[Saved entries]

'''

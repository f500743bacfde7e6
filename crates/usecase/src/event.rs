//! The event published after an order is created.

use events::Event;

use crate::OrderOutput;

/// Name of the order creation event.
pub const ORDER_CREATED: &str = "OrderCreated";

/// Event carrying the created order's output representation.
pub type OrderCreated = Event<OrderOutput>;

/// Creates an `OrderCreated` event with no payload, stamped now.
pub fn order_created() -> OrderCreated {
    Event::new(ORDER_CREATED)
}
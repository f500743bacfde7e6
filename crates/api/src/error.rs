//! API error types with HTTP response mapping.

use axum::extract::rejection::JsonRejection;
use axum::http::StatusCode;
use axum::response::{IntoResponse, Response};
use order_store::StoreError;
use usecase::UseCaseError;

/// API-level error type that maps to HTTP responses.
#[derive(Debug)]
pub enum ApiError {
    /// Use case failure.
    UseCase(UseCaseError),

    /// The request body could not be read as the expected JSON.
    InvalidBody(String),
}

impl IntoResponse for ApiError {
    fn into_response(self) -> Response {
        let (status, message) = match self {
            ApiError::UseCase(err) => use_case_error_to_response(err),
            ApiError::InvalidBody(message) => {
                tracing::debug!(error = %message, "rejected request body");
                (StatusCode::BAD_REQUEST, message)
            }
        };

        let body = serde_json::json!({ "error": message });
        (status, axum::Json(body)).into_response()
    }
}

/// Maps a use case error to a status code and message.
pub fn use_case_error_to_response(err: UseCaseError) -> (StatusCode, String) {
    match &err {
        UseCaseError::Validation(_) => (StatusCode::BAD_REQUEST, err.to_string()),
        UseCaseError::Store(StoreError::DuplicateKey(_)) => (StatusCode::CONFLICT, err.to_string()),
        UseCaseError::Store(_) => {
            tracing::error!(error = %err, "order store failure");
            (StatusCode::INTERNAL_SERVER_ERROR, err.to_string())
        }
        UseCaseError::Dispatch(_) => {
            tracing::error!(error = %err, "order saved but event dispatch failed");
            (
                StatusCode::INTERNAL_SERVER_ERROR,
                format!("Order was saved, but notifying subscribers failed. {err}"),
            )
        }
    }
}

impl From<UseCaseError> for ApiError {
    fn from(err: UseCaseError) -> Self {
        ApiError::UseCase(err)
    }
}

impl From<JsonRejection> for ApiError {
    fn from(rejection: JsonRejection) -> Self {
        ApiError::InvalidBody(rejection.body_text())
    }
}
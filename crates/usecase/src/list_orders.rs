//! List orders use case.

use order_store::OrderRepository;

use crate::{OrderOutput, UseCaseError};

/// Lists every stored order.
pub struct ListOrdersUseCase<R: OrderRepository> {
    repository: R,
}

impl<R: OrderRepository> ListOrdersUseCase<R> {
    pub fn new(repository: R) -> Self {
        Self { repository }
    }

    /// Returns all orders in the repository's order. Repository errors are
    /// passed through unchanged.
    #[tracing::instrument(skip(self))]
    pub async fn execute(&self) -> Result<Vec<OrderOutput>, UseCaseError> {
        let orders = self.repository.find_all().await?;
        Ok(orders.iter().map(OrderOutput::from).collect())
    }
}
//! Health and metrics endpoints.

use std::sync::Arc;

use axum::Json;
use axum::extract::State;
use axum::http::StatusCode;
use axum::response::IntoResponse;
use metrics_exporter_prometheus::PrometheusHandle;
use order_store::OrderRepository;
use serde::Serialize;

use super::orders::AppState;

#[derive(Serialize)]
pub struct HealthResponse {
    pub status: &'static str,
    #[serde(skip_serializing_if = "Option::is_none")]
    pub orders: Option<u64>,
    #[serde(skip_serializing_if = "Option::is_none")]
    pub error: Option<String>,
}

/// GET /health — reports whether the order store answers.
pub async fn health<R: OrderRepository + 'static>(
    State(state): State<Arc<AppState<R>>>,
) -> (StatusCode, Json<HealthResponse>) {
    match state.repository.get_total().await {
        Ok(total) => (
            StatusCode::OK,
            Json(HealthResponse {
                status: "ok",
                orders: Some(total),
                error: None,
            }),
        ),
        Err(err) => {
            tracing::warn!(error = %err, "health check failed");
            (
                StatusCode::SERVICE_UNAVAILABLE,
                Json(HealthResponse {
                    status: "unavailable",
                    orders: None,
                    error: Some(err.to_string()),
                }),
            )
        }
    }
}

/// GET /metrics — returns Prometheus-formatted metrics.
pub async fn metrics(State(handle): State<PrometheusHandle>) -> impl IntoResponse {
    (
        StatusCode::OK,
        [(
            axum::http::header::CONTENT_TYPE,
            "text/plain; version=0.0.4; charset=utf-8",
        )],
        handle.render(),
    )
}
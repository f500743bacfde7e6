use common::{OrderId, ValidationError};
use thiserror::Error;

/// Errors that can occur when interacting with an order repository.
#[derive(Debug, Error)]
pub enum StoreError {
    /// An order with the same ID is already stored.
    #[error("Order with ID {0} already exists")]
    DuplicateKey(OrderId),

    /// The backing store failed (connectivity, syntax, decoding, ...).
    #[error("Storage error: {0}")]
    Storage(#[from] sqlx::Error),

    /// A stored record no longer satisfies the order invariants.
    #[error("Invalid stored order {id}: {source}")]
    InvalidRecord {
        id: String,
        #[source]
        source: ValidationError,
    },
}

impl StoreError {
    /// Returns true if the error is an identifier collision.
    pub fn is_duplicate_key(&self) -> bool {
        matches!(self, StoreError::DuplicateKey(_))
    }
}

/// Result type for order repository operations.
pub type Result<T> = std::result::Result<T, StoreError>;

'''

■ EXERCISE DIRECTIONS ■
Your reply must be the entries above, returned word for word.

■ OUTPUT FOR THIS EXERCISE ■
repository f500743bacfde7e6
filename crates/usecase/src/event.rs
//! The event published after an order is created.

use events::Event;

use crate::OrderOutput;

/// Name of the order creation event.
pub const ORDER_CREATED: &str = "OrderCreated";

/// Event carrying the created order's output representation.
pub type OrderCreated = Event<OrderOutput>;

/// Creates an `OrderCreated` event with no payload, stamped now.
pub fn order_created() -> OrderCreated {
    Event::new(ORDER_CREATED)
}
repository f500743bacfde7e6
filename crates/api/src/error.rs
//! API error types with HTTP response mapping.

use axum::extract::rejection::JsonRejection;
use axum::http::StatusCode;
use axum::response::{IntoResponse, Response};
use order_store::StoreError;
use usecase::UseCaseError;

/// API-level error type that maps to HTTP responses.
#[derive(Debug)]
pub enum ApiError {
    /// Use case failure.
    UseCase(UseCaseError),

    /// The request body could not be read as the expected JSON.
    InvalidBody(String),
}

impl IntoResponse for ApiError {
    fn into_response(self) -> Response {
        let (status, message) = match self {
            ApiError::UseCase(err) => use_case_error_to_response(err),
            ApiError::InvalidBody(message) => {
                tracing::debug!(error = %message, "rejected request body");
                (StatusCode::BAD_REQUEST, message)
            }
        };

        let body = serde_json::json!({ "error": message });
        (status, axum::Json(body)).into_response()
    }
}

/// Maps a use case error to a status code and message.
pub fn use_case_error_to_response(err: UseCaseError) -> (StatusCode, String) {
    match &err {
        UseCaseError::Validation(_) => (StatusCode::BAD_REQUEST, err.to_string()),
        UseCaseError::Store(StoreError::DuplicateKey(_)) => (StatusCode::CONFLICT, err.to_string()),
        UseCaseError::Store(_) => {
            tracing::error!(error = %err, "order store failure");
            (StatusCode::INTERNAL_SERVER_ERROR, err.to_string())
        }
        UseCaseError::Dispatch(_) => {
            tracing::error!(error = %err, "order saved but event dispatch failed");
            (
                StatusCode::INTERNAL_SERVER_ERROR,
                format!("Order was saved, but notifying subscribers failed. {err}"),
            )
        }
    }
}

impl From<UseCaseError> for ApiError {
    fn from(err: UseCaseError) -> Self {
        ApiError::UseCase(err)
    }
}

impl From<JsonRejection> for ApiError {
    fn from(rejection: JsonRejection) -> Self {
        ApiError::InvalidBody(rejection.body_text())
    }
}
filename crates/usecase/src/list_orders.rs
//! List orders use case.

use order_store::OrderRepository;

use crate::{OrderOutput, UseCaseError};

/// Lists every stored order.
pub struct ListOrdersUseCase<R: OrderRepository> {
    repository: R,
}

impl<R: OrderRepository> ListOrdersUseCase<R> {
    pub fn new(repository: R) -> Self {
        Self { repository }
    }

    /// Returns all orders in the repository's order. Repository errors are
    /// passed through unchanged.
    #[tracing::instrument(skip(self))]
    pub async fn execute(&self) -> Result<Vec<OrderOutput>, UseCaseError> {
        let orders = self.repository.find_all().await?;
        Ok(orders.iter().map(OrderOutput::from).collect())
    }
}
//! Health and metrics endpoints.

use std::sync::Arc;

use axum::Json;
use axum::extract::State;
use axum::http::StatusCode;
use axum::response::IntoResponse;
use metrics_exporter_prometheus::PrometheusHandle;
use order_store::OrderRepository;
use serde::Serialize;

use super::orders::AppState;

#[derive(Serialize)]
pub struct HealthResponse {
    pub status: &'static str,
    #[serde(skip_serializing_if = "Option::is_none")]
    pub orders: Option<u64>,
    #[serde(skip_serializing_if = "Option::is_none")]
    pub error: Option<String>,
}

/// GET /health — reports whether the order store answers.
pub async fn health<R: OrderRepository + 'static>(
    State(state): State<Arc<AppState<R>>>,
) -> (StatusCode, Json<HealthResponse>) {
    match state.repository.get_total().await {
        Ok(total) => (
            StatusCode::OK,
            Json(HealthResponse {
                status: "ok",
                orders: Some(total),
                error: None,
            }),
        ),
        Err(err) => {
            tracing::warn!(error = %err, "health check failed");
            (
                StatusCode::SERVICE_UNAVAILABLE,
                Json(HealthResponse {
                    status: "unavailable",
                    orders: None,
                    error: Some(err.to_string()),
                }),
            )
        }
    }
}

/// GET /metrics — returns Prometheus-formatted metrics.
pub async fn metrics(State(handle): State<PrometheusHandle>) -> impl IntoResponse {
    (
        StatusCode::OK,
        [(
            axum::http::header::CONTENT_TYPE,
            "text/plain; version=0.0.4; charset=utf-8",
        )],
        handle.render(),
    )
}
repository f500743bacfde7e6
use common::{OrderId, ValidationError};
use thiserror::Error;

/// Errors that can occur when interacting with an order repository.
#[derive(Debug, Error)]
pub enum StoreError {
    /// An order with the same ID is already stored.
    #[error("Order with ID {0} already exists")]
    DuplicateKey(OrderId),

    /// The backing store failed (connectivity, syntax, decoding, ...).
    #[error("Storage error: {0}")]
    Storage(#[from] sqlx::Error),

    /// A stored record no longer satisfies the order invariants.
    #[error("Invalid stored order {id}: {source}")]
    InvalidRecord {
        id: String,
        #[source]
        source: ValidationError,
    },
}

impl StoreError {
    /// Returns true if the error is an identifier collision.
    pub fn is_duplicate_key(&self) -> bool {
        matches!(self, StoreError::DuplicateKey(_))
    }
}

/// Result type for order repository operations.
pub type Result<T> = std::result::Result<T, StoreError>;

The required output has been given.